• _Exercise instructions_:
Repeat exactly each line of the data provided below.

• _Records from a data source_:
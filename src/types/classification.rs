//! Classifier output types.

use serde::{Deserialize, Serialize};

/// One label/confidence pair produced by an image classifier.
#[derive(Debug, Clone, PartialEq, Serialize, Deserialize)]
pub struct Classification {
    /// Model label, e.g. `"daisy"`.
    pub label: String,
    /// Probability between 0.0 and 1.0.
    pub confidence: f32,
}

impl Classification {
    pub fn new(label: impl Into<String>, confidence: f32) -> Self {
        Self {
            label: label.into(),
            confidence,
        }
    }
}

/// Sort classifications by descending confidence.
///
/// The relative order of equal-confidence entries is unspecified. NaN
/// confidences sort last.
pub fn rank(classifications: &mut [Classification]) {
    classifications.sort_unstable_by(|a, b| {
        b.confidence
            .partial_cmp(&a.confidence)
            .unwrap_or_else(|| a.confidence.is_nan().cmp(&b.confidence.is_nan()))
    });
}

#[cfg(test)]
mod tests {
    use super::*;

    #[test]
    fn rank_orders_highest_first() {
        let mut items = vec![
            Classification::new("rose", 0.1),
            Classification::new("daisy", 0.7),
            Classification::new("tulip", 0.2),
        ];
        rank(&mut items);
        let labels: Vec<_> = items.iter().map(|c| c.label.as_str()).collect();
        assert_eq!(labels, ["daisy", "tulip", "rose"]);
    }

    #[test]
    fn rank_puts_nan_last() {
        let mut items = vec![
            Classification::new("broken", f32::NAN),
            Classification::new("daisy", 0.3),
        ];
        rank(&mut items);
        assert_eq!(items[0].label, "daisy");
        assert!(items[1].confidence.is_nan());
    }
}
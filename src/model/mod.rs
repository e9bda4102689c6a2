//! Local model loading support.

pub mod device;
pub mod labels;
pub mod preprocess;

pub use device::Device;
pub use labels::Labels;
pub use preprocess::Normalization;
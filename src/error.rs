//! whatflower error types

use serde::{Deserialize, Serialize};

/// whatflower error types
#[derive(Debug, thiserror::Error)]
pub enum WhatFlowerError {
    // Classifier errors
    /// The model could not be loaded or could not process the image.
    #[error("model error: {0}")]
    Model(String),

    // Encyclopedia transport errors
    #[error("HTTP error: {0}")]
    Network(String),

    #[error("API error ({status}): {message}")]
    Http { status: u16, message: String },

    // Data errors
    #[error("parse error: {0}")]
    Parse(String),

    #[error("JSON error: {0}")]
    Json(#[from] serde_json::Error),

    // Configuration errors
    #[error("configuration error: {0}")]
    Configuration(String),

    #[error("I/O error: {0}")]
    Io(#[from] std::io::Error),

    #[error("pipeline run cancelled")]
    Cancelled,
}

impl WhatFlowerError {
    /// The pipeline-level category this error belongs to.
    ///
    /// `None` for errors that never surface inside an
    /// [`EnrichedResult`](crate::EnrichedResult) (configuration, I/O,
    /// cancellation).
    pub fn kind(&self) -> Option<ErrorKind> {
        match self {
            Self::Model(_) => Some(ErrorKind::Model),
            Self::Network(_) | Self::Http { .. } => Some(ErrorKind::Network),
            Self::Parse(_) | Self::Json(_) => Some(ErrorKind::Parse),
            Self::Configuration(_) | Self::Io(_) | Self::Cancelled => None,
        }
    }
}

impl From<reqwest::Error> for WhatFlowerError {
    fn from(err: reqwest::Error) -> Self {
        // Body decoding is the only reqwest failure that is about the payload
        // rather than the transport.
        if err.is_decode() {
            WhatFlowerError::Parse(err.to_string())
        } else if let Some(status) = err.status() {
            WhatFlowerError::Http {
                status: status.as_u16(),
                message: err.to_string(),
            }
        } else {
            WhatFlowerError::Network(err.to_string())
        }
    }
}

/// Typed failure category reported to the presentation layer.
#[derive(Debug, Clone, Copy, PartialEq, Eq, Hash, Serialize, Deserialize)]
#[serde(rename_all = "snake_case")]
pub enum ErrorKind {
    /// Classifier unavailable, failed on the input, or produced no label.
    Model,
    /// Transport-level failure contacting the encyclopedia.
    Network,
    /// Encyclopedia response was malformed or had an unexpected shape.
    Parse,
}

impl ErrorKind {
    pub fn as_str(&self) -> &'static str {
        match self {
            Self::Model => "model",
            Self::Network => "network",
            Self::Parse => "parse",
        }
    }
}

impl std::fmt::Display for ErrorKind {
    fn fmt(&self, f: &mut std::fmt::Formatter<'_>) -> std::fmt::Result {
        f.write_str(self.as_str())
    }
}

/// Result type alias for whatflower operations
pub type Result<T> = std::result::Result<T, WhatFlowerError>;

• _Written answer_:
filename src/types/classification.rs
//! Classifier output types.

use serde::{Deserialize, Serialize};

/// One label/confidence pair produced by an image classifier.
#[derive(Debug, Clone, PartialEq, Serialize, Deserialize)]
pub struct Classification {
    /// Model label, e.g. `"daisy"`.
    pub label: String,
    /// Probability between 0.0 and 1.0.
    pub confidence: f32,
}

impl Classification {
    pub fn new(label: impl Into<String>, confidence: f32) -> Self {
        Self {
            label: label.into(),
            confidence,
        }
    }
}

/// Sort classifications by descending confidence.
///
/// The relative order of equal-confidence entries is unspecified. NaN
/// confidences sort last.
pub fn rank(classifications: &mut [Classification]) {
    classifications.sort_unstable_by(|a, b| {
        b.confidence
            .partial_cmp(&a.confidence)
            .unwrap_or_else(|| a.confidence.is_nan().cmp(&b.confidence.is_nan()))
    });
}

#[cfg(test)]
mod tests {
    use super::*;

    #[test]
    fn rank_orders_highest_first() {
        let mut items = vec![
            Classification::new("rose", 0.1),
            Classification::new("daisy", 0.7),
            Classification::new("tulip", 0.2),
        ];
        rank(&mut items);
        let labels: Vec<_> = items.iter().map(|c| c.label.as_str()).collect();
        assert_eq!(labels, ["daisy", "tulip", "rose"]);
    }

    #[test]
    fn rank_puts_nan_last() {
        let mut items = vec![
            Classification::new("broken", f32::NAN),
            Classification::new("daisy", 0.3),
        ];
        rank(&mut items);
        assert_eq!(items[0].label, "daisy");
        assert!(items[1].confidence.is_nan());
    }
}
filename src/model/mod.rs
repository e9bda4102689c6a2
//! Local model loading support.

pub mod device;
pub mod labels;
pub mod preprocess;

pub use device::Device;
pub use labels::Labels;
pub use preprocess::Normalization;
filename src/error.rs
//! whatflower error types

use serde::{Deserialize, Serialize};

/// whatflower error types
#[derive(Debug, thiserror::Error)]
pub enum WhatFlowerError {
    // Classifier errors
    /// The model could not be loaded or could not process the image.
    #[error("model error: {0}")]
    Model(String),

    // Encyclopedia transport errors
    #[error("HTTP error: {0}")]
    Network(String),

    #[error("API error ({status}): {message}")]
    Http { status: u16, message: String },

    // Data errors
    #[error("parse error: {0}")]
    Parse(String),

    #[error("JSON error: {0}")]
    Json(#[from] serde_json::Error),

    // Configuration errors
    #[error("configuration error: {0}")]
    Configuration(String),

    #[error("I/O error: {0}")]
    Io(#[from] std::io::Error),

    #[error("pipeline run cancelled")]
    Cancelled,
}

impl WhatFlowerError {
    /// The pipeline-level category this error belongs to.
    ///
    /// `None` for errors that never surface inside an
    /// [`EnrichedResult`](crate::EnrichedResult) (configuration, I/O,
    /// cancellation).
    pub fn kind(&self) -> Option<ErrorKind> {
        match self {
            Self::Model(_) => Some(ErrorKind::Model),
            Self::Network(_) | Self::Http { .. } => Some(ErrorKind::Network),
            Self::Parse(_) | Self::Json(_) => Some(ErrorKind::Parse),
            Self::Configuration(_) | Self::Io(_) | Self::Cancelled => None,
        }
    }
}

impl From<reqwest::Error> for WhatFlowerError {
    fn from(err: reqwest::Error) -> Self {
        // Body decoding is the only reqwest failure that is about the payload
        // rather than the transport.
        if err.is_decode() {
            WhatFlowerError::Parse(err.to_string())
        } else if let Some(status) = err.status() {
            WhatFlowerError::Http {
                status: status.as_u16(),
                message: err.to_string(),
            }
        } else {
            WhatFlowerError::Network(err.to_string())
        }
    }
}

/// Typed failure category reported to the presentation layer.
#[derive(Debug, Clone, Copy, PartialEq, Eq, Hash, Serialize, Deserialize)]
#[serde(rename_all = "snake_case")]
pub enum ErrorKind {
    /// Classifier unavailable, failed on the input, or produced no label.
    Model,
    /// Transport-level failure contacting the encyclopedia.
    Network,
    /// Encyclopedia response was malformed or had an unexpected shape.
    Parse,
}

impl ErrorKind {
    pub fn as_str(&self) -> &'static str {
        match self {
            Self::Model => "model",
            Self::Network => "network",
            Self::Parse => "parse",
        }
    }
}

impl std::fmt::Display for ErrorKind {
    fn fmt(&self, f: &mut std::fmt::Formatter<'_>) -> std::fmt::Result {
        f.write_str(self.as_str())
    }
}

/// Result type alias for whatflower operations
pub type Result<T> = std::result::Result<T, WhatFlowerError>;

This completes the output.